When Mexico learned that the "Year of Mexico" would be used to make the case for Cassez's release, it said it wasn't having any part of it. Mexico "will not allow its artists and creators, or its businessmen and other participants in this program, to be exposed," the Mexican foreign ministry said Monday.
The ministry also criticized French President Nicolas Sarkozy. That “a head of state would make a foreign policy decision that affects ties between two nations and governments in consultation with a person condemned by Mexican justice for a particularly serious crime" is unacceptable, it said.
Cassez has maintained her innocence. She claims that she didn't know about the kidnapping victims who were found at a compound belonging to her former boyfriend, Israel Vallarta.

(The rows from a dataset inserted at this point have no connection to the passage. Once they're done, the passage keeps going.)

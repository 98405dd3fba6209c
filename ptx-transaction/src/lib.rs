//! Transaction bookkeeping: per-partition states, dependency tracking, and lock admission.

pub mod dependency;
pub mod latch;
pub mod pool;
pub mod queue;
pub mod state;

French sympathy with Cassez has grown since her prison sentence was handed down in 2009. The public has seen pitiable photos of young Cassez peering from behind bars and wires in anticipation of a lifetime incarceration in what they view as deplorable jails.
More to the point, much of the discussion here has surrounded the bizarre way her arrest was portrayed in the Mexican media.

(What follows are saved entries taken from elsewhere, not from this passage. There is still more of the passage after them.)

use super::{TransactionTable, TxnKind};
use googletest::prelude::*;
use ptx_common::error::PtxError;
use ptx_common::ids::NULL_DEPENDENCY_ID;
use ptx_core::fragment::FragmentTask;
use ptx_core::table::{ParameterSet, ResultTable, Value};
use rstest::{fixture, rstest};

const TXN: u64 = 1000;

#[fixture]
fn table() -> TransactionTable {
    let mut table = TransactionTable::new(0, 4, 16);
    let _ = table
        .get_or_insert(TXN, 7, 0, TxnKind::Local)
        .expect("state slot");
    table
}

fn cell(value: i64) -> ResultTable {
    ResultTable::scalar("V", Value::Integer(value))
}

#[rstest]
fn unknown_transaction_is_reported_with_partition(table: TransactionTable) {
    let result = table.get(42).map(|state| state.txn_id());
    assert_that!(
        &result,
        eq(&Err(PtxError::MissingTransaction {
            txn_id: 42,
            partition: 0
        }))
    );
    assert_that!(table.len(), eq(1_usize));
}

#[rstest]
fn rounds_track_first_and_last_undo_token(mut table: TransactionTable) {
    table.begin_round(TXN, 3).expect("round 1");
    table.begin_round(TXN, 8).expect("round 2");

    let state = table.get(TXN).expect("state");
    assert_that!(state.first_undo_token(), eq(Some(3)));
    assert_that!(state.last_undo_token(), eq(Some(8)));
    assert_that!(state.round(), eq(2));
}

#[rstest]
fn round_completes_only_when_data_and_acks_arrive(mut table: TransactionTable) {
    table.begin_round(TXN, 1).expect("round");
    table.register_output(TXN, 5, 1).expect("register");
    table.register_output(TXN, 5, 0).expect("register");
    let latch = table.arm_round(TXN).expect("arm");
    assert_that!(latch.remaining(), eq(2_usize));

    let _ = table.record_result(TXN, 1, 5, cell(1)).expect("record");
    assert_that!(latch.remaining(), eq(2_usize));
    let _ = table.record_response(TXN, 1, 5).expect("record");
    let _ = table.record_response(TXN, 0, 5).expect("record");
    assert_that!(latch.remaining(), eq(1_usize));
    let _ = table.record_result(TXN, 0, 5, cell(0)).expect("record");

    assert_that!(latch.wait().is_ok(), eq(true));
    assert_that!(table.is_dependency_complete(TXN, 5).expect("state"), eq(true));

    let results = table.collect_results(TXN).expect("collect");
    assert_that!(results.len(), eq(1_usize));
    let cells: Vec<_> = results[0]
        .rows()
        .iter()
        .map(|row| row[0].as_integer())
        .collect();
    assert_that!(&cells, eq(&vec![Some(0), Some(1)]));
}

#[rstest]
fn blocked_fragment_is_released_with_inputs_attached(mut table: TransactionTable) {
    table.begin_round(TXN, 1).expect("round");
    table.register_output(TXN, 5, 1).expect("register");
    table.register_output(TXN, 6, 0).expect("register");
    table.mark_internal(TXN, 5).expect("internal");

    let consumer = FragmentTask::new(TXN, 0, 0).with_fragment(20, 5, 6, ParameterSet::default());
    let parked = table.block_fragment(TXN, consumer).expect("block");
    assert_that!(parked.is_none(), eq(true));
    assert_that!(table.blocked_count(TXN).expect("state"), eq(1_usize));
    let _ = table.arm_round(TXN).expect("arm");

    let _ = table.record_response(TXN, 1, 5).expect("record");
    let released = table.record_result(TXN, 1, 5, cell(9)).expect("record");

    assert_that!(released.len(), eq(1_usize));
    assert_that!(
        released[0]
            .attached_results
            .get(&5)
            .map(Vec::len),
        eq(Some(1_usize))
    );
    assert_that!(table.blocked_count(TXN).expect("state"), eq(0_usize));
}

#[rstest]
fn failed_input_fails_blocked_outputs_and_opens_latch(mut table: TransactionTable) {
    table.begin_round(TXN, 1).expect("round");
    table.register_output(TXN, 5, 1).expect("register");
    table.register_output(TXN, 6, 0).expect("register");
    table.mark_internal(TXN, 5).expect("internal");
    let consumer = FragmentTask::new(TXN, 0, 0).with_fragment(20, 5, 6, ParameterSet::default());
    let _ = table.block_fragment(TXN, consumer).expect("block");
    let latch = table.arm_round(TXN).expect("arm");

    let released = table.record_failure(TXN, 1, 5).expect("record");

    assert_that!(released.is_empty(), eq(true));
    assert_that!(latch.remaining(), eq(0_usize));
}

#[rstest]
fn internal_outputs_are_not_returned(mut table: TransactionTable) {
    table.begin_round(TXN, 1).expect("round");
    table.register_output(TXN, 5, 0).expect("register");
    table.register_output(TXN, 6, 0).expect("register");
    table.mark_internal(TXN, 5).expect("internal");
    let _ = table.arm_round(TXN).expect("arm");
    for (dep_id, value) in [(5, 1), (6, 2)] {
        let _ = table.record_result(TXN, 0, dep_id, cell(value)).expect("record");
        let _ = table.record_response(TXN, 0, dep_id).expect("record");
    }

    let results = table.collect_results(TXN).expect("collect");
    assert_that!(results.len(), eq(1_usize));
    assert_that!(results[0].rows()[0][0].as_integer(), eq(Some(2)));
}

#[rstest]
fn cleanup_requires_finished_state_and_frees_slots(mut table: TransactionTable) {
    table.begin_round(TXN, 1).expect("round");
    table.register_output(TXN, 5, 0).expect("register");

    let early = table.remove_finished(TXN).map(|procedure| procedure.is_some());
    assert_that!(early.is_err(), eq(true));

    table.get_mut(TXN).expect("state").mark_finished();
    let removed = table.remove_finished(TXN).map(|procedure| procedure.is_some());
    assert_that!(&removed, eq(&Ok(false)));
    assert_that!(table.contains(TXN), eq(false));

    let (states, dependencies) = table.arena_stats();
    assert_that!(states.in_use, eq(0_usize));
    assert_that!(dependencies.in_use, eq(0_usize));

    let again = table.remove_finished(TXN).map(|procedure| procedure.is_some());
    assert_that!(&again, eq(&Ok(false)));
}

#[rstest]
fn arrivals_for_unregistered_dependencies_are_ignored(mut table: TransactionTable) {
    table.begin_round(TXN, 1).expect("round");
    let released = table
        .record_response(TXN, 3, NULL_DEPENDENCY_ID)
        .expect("record");
    assert_that!(released.is_empty(), eq(true));
}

On Dec. 8, 2005, Cassez was arrested with Mr. Vallarta on a road 30 miles from Mexico City. On Dec. 9, with TV crews filming, the police staged a “recreation” of a raid on the compound where already-freed hostages were “rescued” and Vallarta and Cassez were “arrested.” The film shows a clearly terrified Cassez protesting that she had no idea what was going on and not a participant. The film was portrayed as an authentic depiction of the raid before it was revealed to be a reenactment.

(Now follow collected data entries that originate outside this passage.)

//! Work envelopes exchanged between coordinators and partition executors.
//!
//! Envelopes are kept transport-neutral. A messenger may serialize them, but executors only see
//! these in-memory shapes.

use std::collections::HashMap;

use ptx_common::error::{PtxError, PtxResult};
use ptx_common::ids::{
    ClientHandle, DependencyId, FragmentId, FragmentTaskId, NULL_DEPENDENCY_ID, PartitionId, TxnId,
};

use crate::table::{ParameterSet, ResultTable};

/// Request to start a stored procedure on its base partition.
#[derive(Debug, Clone, PartialEq, Eq)]
pub struct InitiateTask {
    /// Transaction id assigned by the coordinator.
    pub txn_id: TxnId,
    /// Client handle echoed in the final response.
    pub client_handle: ClientHandle,
    /// Partition the procedure runs on.
    pub base_partition: PartitionId,
    /// Registered procedure name.
    pub procedure: String,
    /// Procedure invocation parameters.
    pub params: ParameterSet,
    /// Whether the coordinator predicted this transaction to stay on `base_partition`.
    pub predict_single_partition: bool,
}

/// Batch of plan fragments for one transaction on one destination partition.
///
/// Per-fragment vectors are index-aligned: fragment `i` reads `input_dep_ids[i]`,
/// writes `output_dep_ids[i]`, and binds `params[i]`.
#[derive(Debug, Clone, PartialEq, Eq)]
pub struct FragmentTask {
    /// Owning transaction.
    pub txn_id: TxnId,
    /// Task id used to key one-shot response callbacks.
    pub task_id: FragmentTaskId,
    /// Client handle of the owning transaction.
    pub client_handle: ClientHandle,
    /// Partition that issued the task (the transaction's base partition).
    pub source_partition: PartitionId,
    /// Partition that must execute the task.
    pub destination_partition: PartitionId,
    /// Plan fragments to run, in order.
    pub fragment_ids: Vec<FragmentId>,
    /// Input dependency per fragment, `NULL_DEPENDENCY_ID` when a fragment has none.
    pub input_dep_ids: Vec<DependencyId>,
    /// Output dependency per fragment. Every fragment produces one, so the issuing round
    /// always waits for it.
    pub output_dep_ids: Vec<DependencyId>,
    /// Parameters per fragment.
    pub params: Vec<ParameterSet>,
    /// Whether the fragments are system-procedure fragments.
    pub sysproc: bool,
    /// Whether the transaction is driven by an external distributed coordinator.
    pub using_dtxn_coordinator: bool,
    /// Input tables attached before dispatch, keyed by dependency id.
    pub attached_results: HashMap<DependencyId, Vec<ResultTable>>,
}

impl FragmentTask {
    /// Creates an empty task for `txn_id` flowing from `source` to `destination`.
    #[must_use]
    pub fn new(txn_id: TxnId, source: PartitionId, destination: PartitionId) -> Self {
        Self {
            txn_id,
            task_id: 0,
            client_handle: 0,
            source_partition: source,
            destination_partition: destination,
            fragment_ids: Vec::new(),
            input_dep_ids: Vec::new(),
            output_dep_ids: Vec::new(),
            params: Vec::new(),
            sysproc: false,
            using_dtxn_coordinator: false,
            attached_results: HashMap::new(),
        }
    }

    /// Appends one fragment.
    #[must_use]
    pub fn with_fragment(
        mut self,
        fragment_id: FragmentId,
        input_dep_id: DependencyId,
        output_dep_id: DependencyId,
        params: ParameterSet,
    ) -> Self {
        self.fragment_ids.push(fragment_id);
        self.input_dep_ids.push(input_dep_id);
        self.output_dep_ids.push(output_dep_id);
        self.params.push(params);
        self
    }

    /// Marks the task as carrying system-procedure fragments.
    #[must_use]
    pub fn into_sysproc(mut self) -> Self {
        self.sysproc = true;
        self
    }

    /// Number of fragments in this task.
    #[must_use]
    pub fn fragment_count(&self) -> usize {
        self.fragment_ids.len()
    }

    /// Distinct real input dependency ids, in first-seen order.
    #[must_use]
    pub fn input_dependency_ids(&self) -> Vec<DependencyId> {
        let mut ids = Vec::new();
        for &dep_id in &self.input_dep_ids {
            if dep_id != NULL_DEPENDENCY_ID && !ids.contains(&dep_id) {
                ids.push(dep_id);
            }
        }
        ids
    }

    /// Returns whether any fragment reads another fragment's output.
    #[must_use]
    pub fn has_input_dependencies(&self) -> bool {
        self.input_dep_ids
            .iter()
            .any(|&dep_id| dep_id != NULL_DEPENDENCY_ID)
    }

    /// Attaches input tables for one dependency.
    pub fn attach_results(&mut self, dep_id: DependencyId, tables: Vec<ResultTable>) {
        self.attached_results.entry(dep_id).or_default().extend(tables);
    }

    /// Checks that the per-fragment vectors line up and that every fragment names an output.
    ///
    /// # Errors
    ///
    /// Returns `PtxError::Unexpected` when the vectors have different lengths, the task is empty,
    /// or a fragment has no output dependency.
    pub fn validate(&self) -> PtxResult<()> {
        let count = self.fragment_ids.len();
        if count == 0 {
            return Err(PtxError::Unexpected(format!(
                "fragment task for txn #{} carries no fragments",
                self.txn_id
            )));
        }
        if self.input_dep_ids.len() != count
            || self.output_dep_ids.len() != count
            || self.params.len() != count
        {
            return Err(PtxError::Unexpected(format!(
                "fragment task for txn #{} has misaligned fragment vectors",
                self.txn_id
            )));
        }
        if let Some(index) = self
            .output_dep_ids
            .iter()
            .position(|&dep_id| dep_id == NULL_DEPENDENCY_ID)
        {
            return Err(PtxError::Unexpected(format!(
                "fragment {} of txn #{} has no output dependency",
                self.fragment_ids[index], self.txn_id
            )));
        }
        Ok(())
    }
}

/// One item on a partition executor's work queue.
#[derive(Debug, Clone, PartialEq, Eq)]
pub enum WorkItem {
    /// Start a stored procedure.
    Initiate(InitiateTask),
    /// Execute plan fragments.
    Fragment(FragmentTask),
}

impl WorkItem {
    /// Transaction the item belongs to.
    #[must_use]
    pub const fn txn_id(&self) -> TxnId {
        match self {
            Self::Initiate(task) => task.txn_id,
            Self::Fragment(task) => task.txn_id,
        }
    }

    /// Client handle of the owning transaction.
    #[must_use]
    pub const fn client_handle(&self) -> ClientHandle {
        match self {
            Self::Initiate(task) => task.client_handle,
            Self::Fragment(task) => task.client_handle,
        }
    }

    /// Partition that originated the transaction.
    #[must_use]
    pub const fn source_partition(&self) -> PartitionId {
        match self {
            Self::Initiate(task) => task.base_partition,
            Self::Fragment(task) => task.source_partition,
        }
    }
}

/// Output of one fragment execution: parallel dependency ids and tables.
#[derive(Debug, Clone, Default, PartialEq, Eq)]
pub struct DependencySet {
    dep_ids: Vec<DependencyId>,
    tables: Vec<ResultTable>,
}

impl DependencySet {
    /// Creates an empty set.
    #[must_use]
    pub fn new() -> Self {
        Self::default()
    }

    /// Appends one dependency output.
    pub fn push(&mut self, dep_id: DependencyId, table: ResultTable) {
        self.dep_ids.push(dep_id);
        self.tables.push(table);
    }

    /// Dependency ids in output order.
    #[must_use]
    pub fn dependency_ids(&self) -> &[DependencyId] {
        &self.dep_ids
    }

    /// Tables in output order.
    #[must_use]
    pub fn tables(&self) -> &[ResultTable] {
        &self.tables
    }

    /// Number of outputs.
    #[must_use]
    pub fn len(&self) -> usize {
        self.dep_ids.len()
    }

    /// Returns whether the set has no outputs.
    #[must_use]
    pub fn is_empty(&self) -> bool {
        self.dep_ids.is_empty()
    }

    /// Iterates `(dependency id, table)` pairs.
    pub fn iter(&self) -> impl Iterator<Item = (DependencyId, &ResultTable)> {
        self.dep_ids.iter().copied().zip(self.tables.iter())
    }

    /// Consumes the set into `(dependency id, table)` pairs.
    #[must_use]
    pub fn into_pairs(self) -> Vec<(DependencyId, ResultTable)> {
        self.dep_ids.into_iter().zip(self.tables).collect()
    }
}

/// Execution status of a fragment task.
#[derive(Debug, Clone, Copy, PartialEq, Eq)]
pub enum FragmentStatus {
    /// All fragments ran.
    Success,
    /// A fragment raised a user-visible error (constraint failure, user abort).
    UserError,
    /// Anything else failed.
    UnexpectedError,
}

/// Response to one fragment task.
///
/// Successful remote responses carry only dependency ids; the tables travel separately as a
/// dependency set. Error responses list the task's output dependency ids so the origin can mark
/// them failed.
#[derive(Debug, Clone, PartialEq, Eq)]
pub struct FragmentResponse {
    /// Owning transaction.
    pub txn_id: TxnId,
    /// Task the response answers.
    pub task_id: FragmentTaskId,
    /// Partition that executed the task.
    pub source_partition: PartitionId,
    /// Partition waiting for the response.
    pub destination_partition: PartitionId,
    /// Execution outcome.
    pub status: FragmentStatus,
    /// Dependencies produced (or failed) by the task.
    pub dependency_ids: Vec<DependencyId>,
    /// Failure cause for non-success statuses.
    pub error: Option<PtxError>,
}

impl FragmentResponse {
    /// Creates a successful response acknowledging `dependency_ids`.
    #[must_use]
    pub fn success(
        task: &FragmentTask,
        executed_on: PartitionId,
        dependency_ids: Vec<DependencyId>,
    ) -> Self {
        Self {
            txn_id: task.txn_id,
            task_id: task.task_id,
            source_partition: executed_on,
            destination_partition: task.source_partition,
            status: FragmentStatus::Success,
            dependency_ids,
            error: None,
        }
    }

    /// Creates an error response covering every output dependency of `task`.
    #[must_use]
    pub fn failure(task: &FragmentTask, executed_on: PartitionId, error: PtxError) -> Self {
        let status = match error {
            PtxError::UserAbort(_) | PtxError::Engine(_) => FragmentStatus::UserError,
            _ => FragmentStatus::UnexpectedError,
        };
        Self {
            txn_id: task.txn_id,
            task_id: task.task_id,
            source_partition: executed_on,
            destination_partition: task.source_partition,
            status,
            dependency_ids: task.output_dep_ids.clone(),
            error: Some(error),
        }
    }

    /// Returns whether the task failed.
    #[must_use]
    pub const fn is_error(&self) -> bool {
        matches!(
            self.status,
            FragmentStatus::UserError | FragmentStatus::UnexpectedError
        )
    }
}

/// Final status reported to the client.
#[derive(Debug, Clone, Copy, PartialEq, Eq)]
pub enum ClientStatus {
    /// Procedure committed.
    Success,
    /// Procedure requested a rollback.
    UserAbort,
    /// Transaction touched partitions outside its prediction and will be restarted.
    Misprediction,
    /// Anything else.
    UnexpectedError,
}

/// Final response for one client invocation.
#[derive(Debug, Clone, PartialEq, Eq)]
pub struct ClientResponse {
    /// Transaction that produced the response.
    pub txn_id: TxnId,
    /// Client handle from the initiate task.
    pub client_handle: ClientHandle,
    /// Outcome.
    pub status: ClientStatus,
    /// Procedure results on success.
    pub results: Vec<ResultTable>,
    /// Failure description, empty on success.
    pub status_message: String,
}

impl ClientResponse {
    /// Maps a procedure outcome to a client response.
    #[must_use]
    pub fn from_outcome(
        txn_id: TxnId,
        client_handle: ClientHandle,
        outcome: PtxResult<Vec<ResultTable>>,
    ) -> Self {
        match outcome {
            Ok(results) => Self {
                txn_id,
                client_handle,
                status: ClientStatus::Success,
                results,
                status_message: String::new(),
            },
            Err(error) => {
                let status = match error {
                    PtxError::UserAbort(_) => ClientStatus::UserAbort,
                    PtxError::Misprediction { .. } => ClientStatus::Misprediction,
                    _ => ClientStatus::UnexpectedError,
                };
                Self {
                    txn_id,
                    client_handle,
                    status,
                    results: Vec::new(),
                    status_message: error.to_string(),
                }
            }
        }
    }

    /// Returns whether the transaction should commit.
    #[must_use]
    pub const fn is_success(&self) -> bool {
        matches!(self.status, ClientStatus::Success)
    }
}

/// Status handed to coordinator callbacks.
#[derive(Debug, Clone, Copy, PartialEq, Eq)]
pub enum CoordinatorStatus {
    /// Proceed (commit, or fragment succeeded).
    Ok,
    /// Abort because the procedure or a fragment failed.
    AbortUser,
    /// Abort because the transaction was mispredicted; the coordinator restarts it.
    AbortMispredict,
    /// Lock request was cancelled before it was granted.
    Rejected,
}

impl From<ClientStatus> for CoordinatorStatus {
    fn from(status: ClientStatus) -> Self {
        match status {
            ClientStatus::Success => Self::Ok,
            ClientStatus::Misprediction => Self::AbortMispredict,
            ClientStatus::UserAbort | ClientStatus::UnexpectedError => Self::AbortUser,
        }
    }
}

/// Reply payload with the status the coordinator acts on.
#[derive(Debug, Clone, PartialEq, Eq)]
pub struct CoordinatorReply<T> {
    /// Status the coordinator acts on.
    pub status: CoordinatorStatus,
    /// Message payload.
    pub payload: T,
}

In France, the case is being seen as the story of a fetching woman who became involved with the wrong guy (Vallarta was the leader of Les Zodiacs, an abduction ring). When Cassez was arrested, she was apparently no longer romantically involved with Vallarta. She had left him left him a year earlier and returned to France. In December 2005, she was back in Mexico and visited Vallarta's compound while traveling. From the French point of view, she's a victim.
When Cassez lost her Feb. 11 appeal, her parents called a press conference to ask Sarkozy to cancel the "Year of Mexico" and then met with him yesterday. Cassez herself did not support canceling the annual cultural event that honors a different country each year. But Sarkozy said this year's celebration would be dedicated to her cause.
Diplomatic tensions between Mexico and France were rising even before Mexico pulled out of the cultural event. French authorities sought to transfer Cassez to a French prison and French Foreign Ministry officials criticized Mexico’s handling of the case as “appalling.” Sarkozy said the issue would be raised at the G-20 next year, when Mexico takes over from France as head of the grouping.
“France is determined to solve the humanitarian problem of Florence Cassez,” Sarkozy said today.
Before Mexico pulled out, acclaimed Mexican novelist Carlos Fuentes opposed the cancellation, arguing the case should not get solved by “a confrontation between the cultures of France and Mexico” and vowed to “be present for the events to which I have been invited.”